* PROBLEM TO WORK ON *
The answer must be an exact copy of every record below.

(Saved data entries)
....

//! Extraction pipeline for a Dinkum install.
//!
//! This module chains the phases over the game's asset containers:
//! - Phase 1: item names from the I2 Localization data in `resources.assets`
//! - Phase 2: InventoryItem records from `globalgamemanagers.assets` and
//!   `sharedassets0.assets`, the index -> record table from `level0`
//! - Phase 3: offset calibration, field extraction, assembly and validation
//!
//! ## Example
//!
//! ```ignore
//! use dinkum_items::{DumpLoader, ExtractionProfile, Extractor, GameFiles};
//!
//! let profile = ExtractionProfile::default();
//! let files = GameFiles::locate("/games/Dinkum".as_ref(), &profile)?;
//! let report = Extractor::new(&DumpLoader, &profile).run(&files)?;
//! report.database.save("data/items.json".as_ref())?;
//! ```

use std::path::{Path, PathBuf};

use chrono::Utc;
use memchr::memmem;
use tracing::{debug, info};

use crate::binary::ReadBytes;
use crate::calibrate::{CalibratedOffsets, OffsetCalibrator};
use crate::error::{Error, Result};
use crate::export::{ItemDatabase, assemble};
use crate::extract::{FieldExtraction, extract_fields};
use crate::names::{NameTable, scan_name_table};
use crate::profile::ExtractionProfile;
use crate::record::{RecordStore, script_path_id};
use crate::reference::{ReferenceProbe, ReferenceTable, resolve_reference_table};
use crate::source::{AssetObject, ContainerLoader, ObjectType, locate_game_file};
use crate::validate::{ValidationWarning, validate};

/// Container paths for one game install
#[derive(Debug, Clone, PartialEq, Eq)]
pub struct GameFiles {
    pub resources: PathBuf,
    pub global_game_managers: PathBuf,
    pub shared_assets: PathBuf,
    pub level: PathBuf,
}

impl GameFiles {
    pub fn locate(game_dir: &Path, profile: &ExtractionProfile) -> Result<Self> {
        if !game_dir.exists() {
            return Err(Error::SourceNotFound(format!(
                "game directory not found: {}",
                game_dir.display()
            )));
        }
        let find = |name: &str| locate_game_file(game_dir, &profile.data_dir, name);
        Ok(Self {
            resources: find("resources.assets")?,
            global_game_managers: find("globalgamemanagers.assets")?,
            shared_assets: find("sharedassets0.assets")?,
            level: find("level0")?,
        })
    }
}

/// Item records with their names and index mapping, ready for calibration
#[derive(Debug, Clone)]
pub struct ItemData {
    pub names: NameTable,
    pub records: RecordStore,
    pub references: ReferenceTable,
}

/// Everything a run produced
#[derive(Debug, Clone)]
pub struct ExtractionReport {
    pub database: ItemDatabase,
    pub offsets: CalibratedOffsets,
    pub fields: FieldExtraction,
    pub warnings: Vec<ValidationWarning>,
}

/// First MonoBehaviour containing the localization marker
pub fn find_localization_data<'o>(objects: &'o [AssetObject], marker: &str) -> Result<&'o [u8]> {
    let finder = memmem::Finder::new(marker.as_bytes());
    objects
        .iter()
        .filter(|o| o.is(ObjectType::MonoBehaviour))
        .find(|o| finder.find(&o.data).is_some())
        .map(|o| o.data.as_slice())
        .ok_or_else(|| {
            Error::StructuralAnchorMissing(format!("no localization data containing '{}'", marker))
        })
}

/// Path id of the MonoScript whose class name is `class_name`
pub fn find_script_id(objects: &[AssetObject], class_name: &str) -> Result<i64> {
    let needle = class_name.as_bytes();
    objects
        .iter()
        .filter(|o| o.is(ObjectType::MonoScript))
        .filter(|o| memmem::find(&o.data, needle).is_some())
        .find(|o| {
            o.data
                .as_slice()
                .read_string(0)
                .is_ok_and(|(name, _)| name == class_name)
        })
        .map(|o| o.path_id)
        .ok_or_else(|| {
            Error::StructuralAnchorMissing(format!("{} MonoScript not found", class_name))
        })
}

/// MonoBehaviours whose script reference is `script_id`
pub fn collect_records(objects: Vec<AssetObject>, script_id: i64) -> RecordStore {
    objects
        .into_iter()
        .filter(|o| o.is(ObjectType::MonoBehaviour))
        .filter(|o| script_path_id(&o.data) == Some(script_id))
        .map(|o| (o.path_id, o.data))
        .collect()
}

pub struct Extractor<'a, L: ContainerLoader> {
    loader: &'a L,
    profile: &'a ExtractionProfile,
}

impl<'a, L: ContainerLoader> Extractor<'a, L> {
    pub fn new(loader: &'a L, profile: &'a ExtractionProfile) -> Self {
        Self { loader, profile }
    }

    /// Phase 1: item id -> name
    pub fn extract_names(&self, resources: &Path) -> Result<NameTable> {
        let objects = self.loader.open(resources)?.objects()?;
        let raw = find_localization_data(&objects, &self.profile.localization_marker)?;
        let names = scan_name_table(raw, &self.profile.key_namespace)?;
        info!("Extracted {} item names", names.len());
        Ok(names)
    }

    /// Phase 2a: all InventoryItem records keyed by path id
    pub fn load_records(&self, global_game_managers: &Path, shared_assets: &Path) -> Result<RecordStore> {
        let scripts = self.loader.open(global_game_managers)?.objects()?;
        let script_id = find_script_id(&scripts, &self.profile.record_class)?;
        debug!("{} MonoScript path id: {}", self.profile.record_class, script_id);

        let objects = self.loader.open(shared_assets)?.objects()?;
        let records = collect_records(objects, script_id);
        info!("Found {} {} objects", records.len(), self.profile.record_class);
        Ok(records)
    }

    /// Phase 2b: item index -> record path id
    pub fn resolve_references(
        &self,
        level: &Path,
        records: &RecordStore,
        item_count: usize,
    ) -> Result<ReferenceTable> {
        let objects = self.loader.open(level)?.objects()?;
        let probe = ReferenceProbe {
            expected_count: item_count,
            window: self.profile.reference_probe_window,
            file_ids: &self.profile.reference_file_ids,
        };
        let candidates = objects
            .iter()
            .filter(|o| o.is(ObjectType::MonoBehaviour))
            .map(|o| o.data.as_slice());
        resolve_reference_table(candidates, &probe, records)
    }

    /// Phases 1 and 2
    pub fn load(&self, files: &GameFiles) -> Result<ItemData> {
        info!("Phase 1: Extracting item names...");
        let names = self.extract_names(&files.resources)?;

        info!("Phase 2: Extracting tool and stack data...");
        let records = self.load_records(&files.global_game_managers, &files.shared_assets)?;
        let references = self.resolve_references(&files.level, &records, names.len())?;

        Ok(ItemData {
            names,
            records,
            references,
        })
    }

    /// Discover the tail offsets of both item fields
    pub fn calibrate(&self, data: &ItemData) -> Result<CalibratedOffsets> {
        OffsetCalibrator::new(&data.references, &data.records)
            .calibrate_items(&self.profile.max_stack, &self.profile.tool)
    }

    /// Calibrate, extract, assemble and validate already loaded data
    pub fn process(&self, data: &ItemData) -> Result<ExtractionReport> {
        let offsets = self.calibrate(data)?;
        let fields = extract_fields(data.names.len(), &data.references, &data.records, &offsets);
        info!(
            "Found {} tools, extracted maxStack for {} items",
            fields.tool_count(),
            fields.fields.len()
        );

        info!("Phase 3: Building output...");
        let database = assemble(
            &data.names,
            &fields,
            &self.profile.durability_overrides,
            Utc::now(),
        );

        let mut warnings: Vec<ValidationWarning> = data
            .names
            .duplicates()
            .iter()
            .map(|&index| ValidationWarning::DuplicateNameKey { index })
            .collect();
        warnings.extend(validate(
            &database,
            &self.profile.max_stack.anchors,
            &self.profile.durability_overrides,
            &self.profile.limits,
        ));

        Ok(ExtractionReport {
            database,
            offsets,
            fields,
            warnings,
        })
    }

    /// Full run; any fatal condition stops before output is produced
    pub fn run(&self, files: &GameFiles) -> Result<ExtractionReport> {
        let data = self.load(files)?;
        self.process(&data)
    }
}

....

* ANSWER FOR THIS EXERCISE *
//! Extraction pipeline for a Dinkum install.
//!
//! This module chains the phases over the game's asset containers:
//! - Phase 1: item names from the I2 Localization data in `resources.assets`
//! - Phase 2: InventoryItem records from `globalgamemanagers.assets` and
//!   `sharedassets0.assets`, the index -> record table from `level0`
//! - Phase 3: offset calibration, field extraction, assembly and validation
//!
//! ## Example
//!
//! ```ignore
//! use dinkum_items::{DumpLoader, ExtractionProfile, Extractor, GameFiles};
//!
//! let profile = ExtractionProfile::default();
//! let files = GameFiles::locate("/games/Dinkum".as_ref(), &profile)?;
//! let report = Extractor::new(&DumpLoader, &profile).run(&files)?;
//! report.database.save("data/items.json".as_ref())?;
//! ```

use std::path::{Path, PathBuf};

use chrono::Utc;
use memchr::memmem;
use tracing::{debug, info};

use crate::binary::ReadBytes;
use crate::calibrate::{CalibratedOffsets, OffsetCalibrator};
use crate::error::{Error, Result};
use crate::export::{ItemDatabase, assemble};
use crate::extract::{FieldExtraction, extract_fields};
use crate::names::{NameTable, scan_name_table};
use crate::profile::ExtractionProfile;
use crate::record::{RecordStore, script_path_id};
use crate::reference::{ReferenceProbe, ReferenceTable, resolve_reference_table};
use crate::source::{AssetObject, ContainerLoader, ObjectType, locate_game_file};
use crate::validate::{ValidationWarning, validate};

/// Container paths for one game install
#[derive(Debug, Clone, PartialEq, Eq)]
pub struct GameFiles {
    pub resources: PathBuf,
    pub global_game_managers: PathBuf,
    pub shared_assets: PathBuf,
    pub level: PathBuf,
}

impl GameFiles {
    pub fn locate(game_dir: &Path, profile: &ExtractionProfile) -> Result<Self> {
        if !game_dir.exists() {
            return Err(Error::SourceNotFound(format!(
                "game directory not found: {}",
                game_dir.display()
            )));
        }
        let find = |name: &str| locate_game_file(game_dir, &profile.data_dir, name);
        Ok(Self {
            resources: find("resources.assets")?,
            global_game_managers: find("globalgamemanagers.assets")?,
            shared_assets: find("sharedassets0.assets")?,
            level: find("level0")?,
        })
    }
}

/// Item records with their names and index mapping, ready for calibration
#[derive(Debug, Clone)]
pub struct ItemData {
    pub names: NameTable,
    pub records: RecordStore,
    pub references: ReferenceTable,
}

/// Everything a run produced
#[derive(Debug, Clone)]
pub struct ExtractionReport {
    pub database: ItemDatabase,
    pub offsets: CalibratedOffsets,
    pub fields: FieldExtraction,
    pub warnings: Vec<ValidationWarning>,
}

/// First MonoBehaviour containing the localization marker
pub fn find_localization_data<'o>(objects: &'o [AssetObject], marker: &str) -> Result<&'o [u8]> {
    let finder = memmem::Finder::new(marker.as_bytes());
    objects
        .iter()
        .filter(|o| o.is(ObjectType::MonoBehaviour))
        .find(|o| finder.find(&o.data).is_some())
        .map(|o| o.data.as_slice())
        .ok_or_else(|| {
            Error::StructuralAnchorMissing(format!("no localization data containing '{}'", marker))
        })
}

/// Path id of the MonoScript whose class name is `class_name`
pub fn find_script_id(objects: &[AssetObject], class_name: &str) -> Result<i64> {
    let needle = class_name.as_bytes();
    objects
        .iter()
        .filter(|o| o.is(ObjectType::MonoScript))
        .filter(|o| memmem::find(&o.data, needle).is_some())
        .find(|o| {
            o.data
                .as_slice()
                .read_string(0)
                .is_ok_and(|(name, _)| name == class_name)
        })
        .map(|o| o.path_id)
        .ok_or_else(|| {
            Error::StructuralAnchorMissing(format!("{} MonoScript not found", class_name))
        })
}

/// MonoBehaviours whose script reference is `script_id`
pub fn collect_records(objects: Vec<AssetObject>, script_id: i64) -> RecordStore {
    objects
        .into_iter()
        .filter(|o| o.is(ObjectType::MonoBehaviour))
        .filter(|o| script_path_id(&o.data) == Some(script_id))
        .map(|o| (o.path_id, o.data))
        .collect()
}

pub struct Extractor<'a, L: ContainerLoader> {
    loader: &'a L,
    profile: &'a ExtractionProfile,
}

impl<'a, L: ContainerLoader> Extractor<'a, L> {
    pub fn new(loader: &'a L, profile: &'a ExtractionProfile) -> Self {
        Self { loader, profile }
    }

    /// Phase 1: item id -> name
    pub fn extract_names(&self, resources: &Path) -> Result<NameTable> {
        let objects = self.loader.open(resources)?.objects()?;
        let raw = find_localization_data(&objects, &self.profile.localization_marker)?;
        let names = scan_name_table(raw, &self.profile.key_namespace)?;
        info!("Extracted {} item names", names.len());
        Ok(names)
    }

    /// Phase 2a: all InventoryItem records keyed by path id
    pub fn load_records(&self, global_game_managers: &Path, shared_assets: &Path) -> Result<RecordStore> {
        let scripts = self.loader.open(global_game_managers)?.objects()?;
        let script_id = find_script_id(&scripts, &self.profile.record_class)?;
        debug!("{} MonoScript path id: {}", self.profile.record_class, script_id);

        let objects = self.loader.open(shared_assets)?.objects()?;
        let records = collect_records(objects, script_id);
        info!("Found {} {} objects", records.len(), self.profile.record_class);
        Ok(records)
    }

    /// Phase 2b: item index -> record path id
    pub fn resolve_references(
        &self,
        level: &Path,
        records: &RecordStore,
        item_count: usize,
    ) -> Result<ReferenceTable> {
        let objects = self.loader.open(level)?.objects()?;
        let probe = ReferenceProbe {
            expected_count: item_count,
            window: self.profile.reference_probe_window,
            file_ids: &self.profile.reference_file_ids,
        };
        let candidates = objects
            .iter()
            .filter(|o| o.is(ObjectType::MonoBehaviour))
            .map(|o| o.data.as_slice());
        resolve_reference_table(candidates, &probe, records)
    }

    /// Phases 1 and 2
    pub fn load(&self, files: &GameFiles) -> Result<ItemData> {
        info!("Phase 1: Extracting item names...");
        let names = self.extract_names(&files.resources)?;

        info!("Phase 2: Extracting tool and stack data...");
        let records = self.load_records(&files.global_game_managers, &files.shared_assets)?;
        let references = self.resolve_references(&files.level, &records, names.len())?;

        Ok(ItemData {
            names,
            records,
            references,
        })
    }

    /// Discover the tail offsets of both item fields
    pub fn calibrate(&self, data: &ItemData) -> Result<CalibratedOffsets> {
        OffsetCalibrator::new(&data.references, &data.records)
            .calibrate_items(&self.profile.max_stack, &self.profile.tool)
    }

    /// Calibrate, extract, assemble and validate already loaded data
    pub fn process(&self, data: &ItemData) -> Result<ExtractionReport> {
        let offsets = self.calibrate(data)?;
        let fields = extract_fields(data.names.len(), &data.references, &data.records, &offsets);
        info!(
            "Found {} tools, extracted maxStack for {} items",
            fields.tool_count(),
            fields.fields.len()
        );

        info!("Phase 3: Building output...");
        let database = assemble(
            &data.names,
            &fields,
            &self.profile.durability_overrides,
            Utc::now(),
        );

        let mut warnings: Vec<ValidationWarning> = data
            .names
            .duplicates()
            .iter()
            .map(|&index| ValidationWarning::DuplicateNameKey { index })
            .collect();
        warnings.extend(validate(
            &database,
            &self.profile.max_stack.anchors,
            &self.profile.durability_overrides,
            &self.profile.limits,
        ));

        Ok(ExtractionReport {
            database,
            offsets,
            fields,
            warnings,
        })
    }

    /// Full run; any fatal condition stops before output is produced
    pub fn run(&self, files: &GameFiles) -> Result<ExtractionReport> {
        let data = self.load(files)?;
        self.process(&data)
    }
}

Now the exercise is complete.